_PROMPT:_
When the string "tags" appears in a line of the records, show the whole line.

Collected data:
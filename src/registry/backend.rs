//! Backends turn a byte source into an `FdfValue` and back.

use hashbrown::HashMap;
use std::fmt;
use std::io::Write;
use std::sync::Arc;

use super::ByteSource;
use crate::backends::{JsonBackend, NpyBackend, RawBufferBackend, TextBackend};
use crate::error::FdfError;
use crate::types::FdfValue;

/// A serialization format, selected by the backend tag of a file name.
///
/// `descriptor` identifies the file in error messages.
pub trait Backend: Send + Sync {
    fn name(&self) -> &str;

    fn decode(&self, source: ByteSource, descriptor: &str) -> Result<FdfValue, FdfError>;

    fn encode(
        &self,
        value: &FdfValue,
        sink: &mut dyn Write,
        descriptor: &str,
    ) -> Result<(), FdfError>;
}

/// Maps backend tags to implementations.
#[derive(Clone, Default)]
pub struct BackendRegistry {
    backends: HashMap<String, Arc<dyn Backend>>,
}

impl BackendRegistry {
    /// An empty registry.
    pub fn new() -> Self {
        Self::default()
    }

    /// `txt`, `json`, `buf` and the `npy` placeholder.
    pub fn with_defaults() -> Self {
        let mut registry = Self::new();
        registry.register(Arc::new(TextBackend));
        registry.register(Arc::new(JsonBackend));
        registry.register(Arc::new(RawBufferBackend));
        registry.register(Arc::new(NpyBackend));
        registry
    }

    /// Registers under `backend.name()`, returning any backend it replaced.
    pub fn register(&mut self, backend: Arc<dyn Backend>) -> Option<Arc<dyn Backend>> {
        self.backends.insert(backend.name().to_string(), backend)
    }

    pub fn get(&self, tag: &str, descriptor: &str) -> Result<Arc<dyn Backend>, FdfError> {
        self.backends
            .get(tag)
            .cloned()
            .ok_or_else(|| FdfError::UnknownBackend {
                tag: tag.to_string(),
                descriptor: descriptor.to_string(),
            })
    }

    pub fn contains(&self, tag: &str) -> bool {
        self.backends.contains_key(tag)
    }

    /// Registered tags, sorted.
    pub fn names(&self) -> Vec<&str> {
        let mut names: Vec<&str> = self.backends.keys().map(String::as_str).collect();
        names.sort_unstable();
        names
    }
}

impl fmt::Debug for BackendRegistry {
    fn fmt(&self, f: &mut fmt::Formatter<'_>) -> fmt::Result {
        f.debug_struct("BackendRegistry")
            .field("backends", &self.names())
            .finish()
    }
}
* * *
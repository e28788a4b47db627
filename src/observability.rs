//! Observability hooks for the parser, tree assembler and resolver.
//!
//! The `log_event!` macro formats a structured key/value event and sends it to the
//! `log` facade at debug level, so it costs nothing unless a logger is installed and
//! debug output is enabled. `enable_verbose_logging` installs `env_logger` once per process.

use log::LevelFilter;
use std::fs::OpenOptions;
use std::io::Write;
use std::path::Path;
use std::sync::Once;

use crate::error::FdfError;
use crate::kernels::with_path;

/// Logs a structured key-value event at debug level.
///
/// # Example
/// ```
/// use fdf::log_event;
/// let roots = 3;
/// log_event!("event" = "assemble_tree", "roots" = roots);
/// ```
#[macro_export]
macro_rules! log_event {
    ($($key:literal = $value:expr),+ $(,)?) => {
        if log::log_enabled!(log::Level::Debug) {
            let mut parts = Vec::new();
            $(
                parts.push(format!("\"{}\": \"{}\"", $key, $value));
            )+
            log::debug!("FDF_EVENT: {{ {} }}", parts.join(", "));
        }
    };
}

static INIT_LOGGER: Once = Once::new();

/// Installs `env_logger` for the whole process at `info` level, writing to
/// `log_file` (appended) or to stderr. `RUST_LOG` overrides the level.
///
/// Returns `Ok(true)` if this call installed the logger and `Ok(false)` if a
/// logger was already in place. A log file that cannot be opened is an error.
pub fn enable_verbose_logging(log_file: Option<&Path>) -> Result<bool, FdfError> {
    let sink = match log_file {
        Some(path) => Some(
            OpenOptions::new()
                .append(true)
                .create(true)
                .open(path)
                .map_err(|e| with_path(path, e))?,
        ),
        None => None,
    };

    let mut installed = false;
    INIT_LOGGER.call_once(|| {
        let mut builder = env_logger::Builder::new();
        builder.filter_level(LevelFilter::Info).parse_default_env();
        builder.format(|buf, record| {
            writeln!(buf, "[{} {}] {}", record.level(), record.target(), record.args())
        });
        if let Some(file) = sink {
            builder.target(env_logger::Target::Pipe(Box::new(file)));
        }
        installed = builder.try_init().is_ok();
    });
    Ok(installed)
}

_RESPONSE BOX:_
/// Maps backend tags to implementations.
    /// Registered tags, sorted.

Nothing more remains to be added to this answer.